// ─── Pass framework ─────────────────────────────────────────────────────────

pub trait Pass {
    /// Called once before the walk.
    fn start(&mut self, graph: &mut Graph) {
        let _ = graph;
    }

    /// Called before a node's operands are visited. Returning true skips
    /// the operands and the `after` hook for this node.
    fn before(&mut self, graph: &mut Graph, n: NodeId) -> bool {
        let _ = (graph, n);
        false
    }

    /// Called once all reachable operands have been post-processed.
    fn after(&mut self, graph: &mut Graph, n: NodeId) {
        let _ = (graph, n);
    }

    /// Called once after the walk.
    fn finish(&mut self, graph: &mut Graph) {
        let _ = graph;
    }
}

/// Run `pass` over the graph, starting at the root.
pub fn run(graph: &mut Graph, pass: &mut dyn Pass) {
    let root = graph.root().expect("pass: graph root not set");
    run_from(graph, root, pass);
}

/// Run `pass` over everything transitively reachable from `root`.
pub fn run_from(graph: &mut Graph, root: NodeId, pass: &mut dyn Pass) {
    graph.reset_visit_marks();
    pass.start(graph);
    recurse(graph, root, pass);
    pass.finish(graph);
}

fn recurse(graph: &mut Graph, n: NodeId, pass: &mut dyn Pass) {
    match graph.visit(n) {
        Visit::Visited => return,
        // Operand edges form a DAG; a back-edge means the graph is broken.
        Visit::Visiting => panic!("pass: cycle through {n:?} on operand edges"),
        Visit::Unvisited => {}
    }
    if pass.before(graph, n) {
        graph.set_visit(n, Visit::Visited);
        return;
    }
    graph.set_visit(n, Visit::Visiting);

    // Hooks may rewrite the operand list of a pending node, so re-read the
    // bound and the slot on every step.
    let mut i = 0;
    while i < graph.node(n).operand_count() {
        let operand = graph.node(n).operand(i);
        recurse(graph, operand.node, pass);
        i += 1;
    }

    pass.after(graph, n);
    graph.set_visit(n, Visit::Visited);
}

/// Redirect all uses of `old`'s outputs to the matching outputs of `new`.
///
/// `new` must produce at least as many outputs as `old`, with matching
/// types slot for slot.
pub fn replace(graph: &mut Graph, old: NodeId, new: NodeId) {
    let old_outputs = graph.node(old).output_count();
    let new_outputs = graph.node(new).output_count();
    assert!(
        new_outputs >= old_outputs,
        "replace: {new:?} has {new_outputs} outputs, {old:?} needs {old_outputs}"
    );
    for i in 0..old_outputs {
        assert_eq!(
            graph.node(old).output_type(i),
            graph.node(new).output_type(i),
            "replace: output type mismatch at slot {i}"
        );
        graph.replace_all_uses(Value::new(old, i as u16), Value::new(new, i as u16));
    }
}

// ─── Block marker ───────────────────────────────────────────────────────────

/// Records each block's terminator in the block's attribute.
///
/// The walk reaches a terminator (`jmp` or `if`) before the `block` node it
/// terminates, so a single slot carried across the pre-order hook suffices.
/// Afterwards the backend and the evaluator can jump from a `block` straight
/// to its terminator without re-discovering the chain.
#[derive(Default)]
pub struct BlockMarker {
    block_end: Option<NodeId>,
}

impl Pass for BlockMarker {
    fn before(&mut self, graph: &mut Graph, n: NodeId) -> bool {
        match graph.node(n).opcode() {
            Opcode::Jmp | Opcode::If => {
                assert!(
                    self.block_end.is_none(),
                    "block marker: two terminators without a block between them"
                );
                self.block_end = Some(n);
            }
            Opcode::Block => {
                let end = self
                    .block_end
                    .take()
                    .expect("block marker: block without a terminator");
                graph.set_attr(n, Attr::Node(end));
            }
            _ => {}
        }
        false
    }
}

// ─── Register access elimination ────────────────────────────────────────────

/// Eliminates redundant machine-register traffic within a block.
///
/// The rules, applied in post-order (i.e. program order along the token
/// chain):
///
/// - a register load with a pending store to the same register forwards the
///   stored value and drops out of the chain;
/// - a register load with a prior load and no store in between folds into
///   that load;
/// - a register store makes the previous store to the same register dead,
///   unless an exception barrier was crossed since — a store that precedes
///   a faulting operation is observable and must survive;
/// - `emulate` and the terminator act as full barriers and collect the
///   loads and pending stores they must be ordered after;
/// - guest memory accesses may fault, so they are exception barriers:
///   load folding stops at them, though pending stores still forward
///   because the access cannot write the register file;
/// - a `fence` orders the token chain but not register state: it drops
///   load-forwarding state conservatively and keeps pending stores.
///
/// Rewritten dependencies are the minimal barrier set; where more than one
/// token is needed, a fresh `fence` joins them. Nodes that drop out of the
/// chain lose all uses and are reclaimed by garbage collection.
pub struct RegisterAccessElimination {
    last_load: Vec<Option<NodeId>>,
    last_store: Vec<Option<NodeId>>,
    has_store_after_exception: Vec<bool>,
    last_exception: Option<Value>,
    last_effect: Option<Value>,
}

impl RegisterAccessElimination {
    pub fn new(register_count: usize) -> Self {
        Self {
            last_load: vec![None; register_count],
            last_store: vec![None; register_count],
            has_store_after_exception: vec![false; register_count],
            last_exception: None,
            last_effect: None,
        }
    }

    /// The token a node must depend on to be ordered after `deps`: nothing,
    /// the sole element, or a fence joining the deduplicated set.
    fn dependency(&self, graph: &mut Graph, deps: Vec<Value>) -> Option<Value> {
        let mut unique: Vec<Value> = Vec::with_capacity(deps.len());
        for dep in deps {
            if !unique.contains(&dep) {
                unique.push(dep);
            }
        }
        match unique.len() {
            0 => None,
            1 => Some(unique[0]),
            _ => Some(Builder::new(graph).fence(unique)),
        }
    }

    fn rewrite_dependency(&self, graph: &mut Graph, n: NodeId, deps: Vec<Value>) {
        let dep = self.dependency(graph, deps).or(self.last_effect);
        if let Some(dep) = dep {
            graph.set_operand(n, 0, dep);
        }
    }
}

* [About this task]:
Each line of the entries above that contains "same" is to be copied.

* [Response box]:
/// - a register load with a pending store to the same register forwards the
/// - a register store makes the previous store to the same register dead,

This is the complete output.